use biometrics::{Collector, Counter, Moments};

pub(crate) static CLIENT_REQUESTS: Counter = Counter::new("deepchat.client.requests");
pub(crate) static CLIENT_REQUEST_ERRORS: Counter = Counter::new("deepchat.client.request_errors");
pub(crate) static CLIENT_TIMEOUTS: Counter = Counter::new("deepchat.client.timeouts");
pub(crate) static CLIENT_ABORTS: Counter = Counter::new("deepchat.client.aborts");
pub(crate) static CLIENT_AUTH_FAILURES: Counter = Counter::new("deepchat.client.auth_failures");
pub(crate) static CLIENT_REQUEST_DURATION: Moments =
    Moments::new("deepchat.client.request_duration_seconds");

pub(crate) static ROUTER_RESOLUTIONS: Counter = Counter::new("deepchat.router.resolutions");
pub(crate) static ROUTER_NOT_FOUND: Counter = Counter::new("deepchat.router.not_found");

pub(crate) static CHAT_TURNS: Counter = Counter::new("deepchat.chat.turns");
pub(crate) static CHAT_TURN_ERRORS: Counter = Counter::new("deepchat.chat.turn_errors");

/// Register this crate's biometrics with the provided collector.
pub fn register_biometrics(collector: Collector) {
    collector.register_counter(&CLIENT_REQUESTS);
    collector.register_counter(&CLIENT_REQUEST_ERRORS);
    collector.register_counter(&CLIENT_TIMEOUTS);
    collector.register_counter(&CLIENT_ABORTS);
    collector.register_counter(&CLIENT_AUTH_FAILURES);
    collector.register_moments(&CLIENT_REQUEST_DURATION);

    collector.register_counter(&ROUTER_RESOLUTIONS);
    collector.register_counter(&ROUTER_NOT_FOUND);

    collector.register_counter(&CHAT_TURNS);
    collector.register_counter(&CHAT_TURN_ERRORS);
}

▬▬▬▬▬▬

* **Required action**: Please write out, exactly as they appear, the line that contains "collector.register_moments(&CLIENT_REQUEST_DURATION);" and every line after it up to the end of the entries above, and no others.

* **Problem solution**:
    collector.register_moments(&CLIENT_REQUEST_DURATION);

    collector.register_counter(&ROUTER_RESOLUTIONS);
    collector.register_counter(&ROUTER_NOT_FOUND);

    collector.register_counter(&CHAT_TURNS);
    collector.register_counter(&CHAT_TURN_ERRORS);
}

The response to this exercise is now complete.